Records contained in a dataset
'''

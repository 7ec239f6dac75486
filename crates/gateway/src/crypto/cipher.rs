//! AES-CBC / PKCS#7 block primitive behind the [`CbcBackend`] seam.
//!
//! [`FieldDecryptor`](super::FieldDecryptor) only talks to the trait, so the
//! envelope contract has one implementation regardless of which primitive
//! backs it.

use aes::{Aes128, Aes256};
use cbc::cipher::{block_padding::Pkcs7, BlockDecryptMut, BlockEncryptMut, KeyIvInit};
use thiserror::Error;

/// AES block size, which is also the IV length for CBC.
pub const BLOCK_LEN: usize = 16;

/// AES-128 key length in bytes.
pub const AES128_KEY_LEN: usize = 16;

/// AES-256 key length in bytes.
pub const AES256_KEY_LEN: usize = 32;

/// Errors produced by the block-cipher layer.
#[derive(Debug, Error, PartialEq, Eq)]
pub enum CipherError {
    /// The key is neither [`AES128_KEY_LEN`] nor [`AES256_KEY_LEN`] bytes.
    #[error("invalid key length: {0} bytes")]
    InvalidKeyLength(usize),

    /// The ciphertext is empty or not a whole number of blocks.
    #[error("invalid ciphertext length: {0} bytes")]
    InvalidCiphertextLength(usize),

    /// PKCS#7 padding did not validate after decryption.
    #[error("invalid padding")]
    Padding,
}

/// A CBC-mode block cipher with PKCS#7 padding.
pub trait CbcBackend: Send + Sync {
    /// Decrypt `ciphertext` under `key` / `iv` and strip the padding.
    ///
    /// # Errors
    ///
    /// Returns [`CipherError`] on a bad key size, a partial final block, or
    /// invalid padding.
    fn decrypt(
        &self,
        key: &[u8],
        iv: &[u8; BLOCK_LEN],
        ciphertext: &[u8],
    ) -> Result<Vec<u8>, CipherError>;

    /// Pad and encrypt `plaintext` under `key` / `iv`.
    ///
    /// # Errors
    ///
    /// Returns [`CipherError::InvalidKeyLength`] on a bad key size.
    fn encrypt(
        &self,
        key: &[u8],
        iv: &[u8; BLOCK_LEN],
        plaintext: &[u8],
    ) -> Result<Vec<u8>, CipherError>;
}

/// [`CbcBackend`] backed by the RustCrypto `aes` and `cbc` crates.
#[derive(Debug, Clone, Copy, Default)]
pub struct RustCryptoCbc;

impl CbcBackend for RustCryptoCbc {
    fn decrypt(
        &self,
        key: &[u8],
        iv: &[u8; BLOCK_LEN],
        ciphertext: &[u8],
    ) -> Result<Vec<u8>, CipherError> {
        if ciphertext.is_empty() || ciphertext.len() % BLOCK_LEN != 0 {
            return Err(CipherError::InvalidCiphertextLength(ciphertext.len()));
        }
        match key.len() {
            AES128_KEY_LEN => cbc::Decryptor::<Aes128>::new_from_slices(key, iv)
                .map_err(|_| CipherError::InvalidKeyLength(key.len()))?
                .decrypt_padded_vec_mut::<Pkcs7>(ciphertext)
                .map_err(|_| CipherError::Padding),
            AES256_KEY_LEN => cbc::Decryptor::<Aes256>::new_from_slices(key, iv)
                .map_err(|_| CipherError::InvalidKeyLength(key.len()))?
                .decrypt_padded_vec_mut::<Pkcs7>(ciphertext)
                .map_err(|_| CipherError::Padding),
            n => Err(CipherError::InvalidKeyLength(n)),
        }
    }

    fn encrypt(
        &self,
        key: &[u8],
        iv: &[u8; BLOCK_LEN],
        plaintext: &[u8],
    ) -> Result<Vec<u8>, CipherError> {
        match key.len() {
            AES128_KEY_LEN => Ok(cbc::Encryptor::<Aes128>::new_from_slices(key, iv)
                .map_err(|_| CipherError::InvalidKeyLength(key.len()))?
                .encrypt_padded_vec_mut::<Pkcs7>(plaintext)),
            AES256_KEY_LEN => Ok(cbc::Encryptor::<Aes256>::new_from_slices(key, iv)
                .map_err(|_| CipherError::InvalidKeyLength(key.len()))?
                .encrypt_padded_vec_mut::<Pkcs7>(plaintext)),
            n => Err(CipherError::InvalidKeyLength(n)),
        }
    }
}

'''

▶ Your assignment:
Down to the last line, restate the records exactly.

▶ Worked solution:
repository 7ec239f6dac75486
filename crates/gateway/src/crypto/cipher.rs
//! AES-CBC / PKCS#7 block primitive behind the [`CbcBackend`] seam.
//!
//! [`FieldDecryptor`](super::FieldDecryptor) only talks to the trait, so the
//! envelope contract has one implementation regardless of which primitive
//! backs it.

use aes::{Aes128, Aes256};
use cbc::cipher::{block_padding::Pkcs7, BlockDecryptMut, BlockEncryptMut, KeyIvInit};
use thiserror::Error;

/// AES block size, which is also the IV length for CBC.
pub const BLOCK_LEN: usize = 16;

/// AES-128 key length in bytes.
pub const AES128_KEY_LEN: usize = 16;

/// AES-256 key length in bytes.
pub const AES256_KEY_LEN: usize = 32;

/// Errors produced by the block-cipher layer.
#[derive(Debug, Error, PartialEq, Eq)]
pub enum CipherError {
    /// The key is neither [`AES128_KEY_LEN`] nor [`AES256_KEY_LEN`] bytes.
    #[error("invalid key length: {0} bytes")]
    InvalidKeyLength(usize),

    /// The ciphertext is empty or not a whole number of blocks.
    #[error("invalid ciphertext length: {0} bytes")]
    InvalidCiphertextLength(usize),

    /// PKCS#7 padding did not validate after decryption.
    #[error("invalid padding")]
    Padding,
}

/// A CBC-mode block cipher with PKCS#7 padding.
pub trait CbcBackend: Send + Sync {
    /// Decrypt `ciphertext` under `key` / `iv` and strip the padding.
    ///
    /// # Errors
    ///
    /// Returns [`CipherError`] on a bad key size, a partial final block, or
    /// invalid padding.
    fn decrypt(
        &self,
        key: &[u8],
        iv: &[u8; BLOCK_LEN],
        ciphertext: &[u8],
    ) -> Result<Vec<u8>, CipherError>;

    /// Pad and encrypt `plaintext` under `key` / `iv`.
    ///
    /// # Errors
    ///
    /// Returns [`CipherError::InvalidKeyLength`] on a bad key size.
    fn encrypt(
        &self,
        key: &[u8],
        iv: &[u8; BLOCK_LEN],
        plaintext: &[u8],
    ) -> Result<Vec<u8>, CipherError>;
}

/// [`CbcBackend`] backed by the RustCrypto `aes` and `cbc` crates.
#[derive(Debug, Clone, Copy, Default)]
pub struct RustCryptoCbc;

impl CbcBackend for RustCryptoCbc {
    fn decrypt(
        &self,
        key: &[u8],
        iv: &[u8; BLOCK_LEN],
        ciphertext: &[u8],
    ) -> Result<Vec<u8>, CipherError> {
        if ciphertext.is_empty() || ciphertext.len() % BLOCK_LEN != 0 {
            return Err(CipherError::InvalidCiphertextLength(ciphertext.len()));
        }
        match key.len() {
            AES128_KEY_LEN => cbc::Decryptor::<Aes128>::new_from_slices(key, iv)
                .map_err(|_| CipherError::InvalidKeyLength(key.len()))?
                .decrypt_padded_vec_mut::<Pkcs7>(ciphertext)
                .map_err(|_| CipherError::Padding),
            AES256_KEY_LEN => cbc::Decryptor::<Aes256>::new_from_slices(key, iv)
                .map_err(|_| CipherError::InvalidKeyLength(key.len()))?
                .decrypt_padded_vec_mut::<Pkcs7>(ciphertext)
                .map_err(|_| CipherError::Padding),
            n => Err(CipherError::InvalidKeyLength(n)),
        }
    }

    fn encrypt(
        &self,
        key: &[u8],
        iv: &[u8; BLOCK_LEN],
        plaintext: &[u8],
    ) -> Result<Vec<u8>, CipherError> {
        match key.len() {
            AES128_KEY_LEN => Ok(cbc::Encryptor::<Aes128>::new_from_slices(key, iv)
                .map_err(|_| CipherError::InvalidKeyLength(key.len()))?
                .encrypt_padded_vec_mut::<Pkcs7>(plaintext)),
            AES256_KEY_LEN => Ok(cbc::Encryptor::<Aes256>::new_from_slices(key, iv)
                .map_err(|_| CipherError::InvalidKeyLength(key.len()))?
                .encrypt_padded_vec_mut::<Pkcs7>(plaintext)),
            n => Err(CipherError::InvalidKeyLength(n)),
        }
    }
}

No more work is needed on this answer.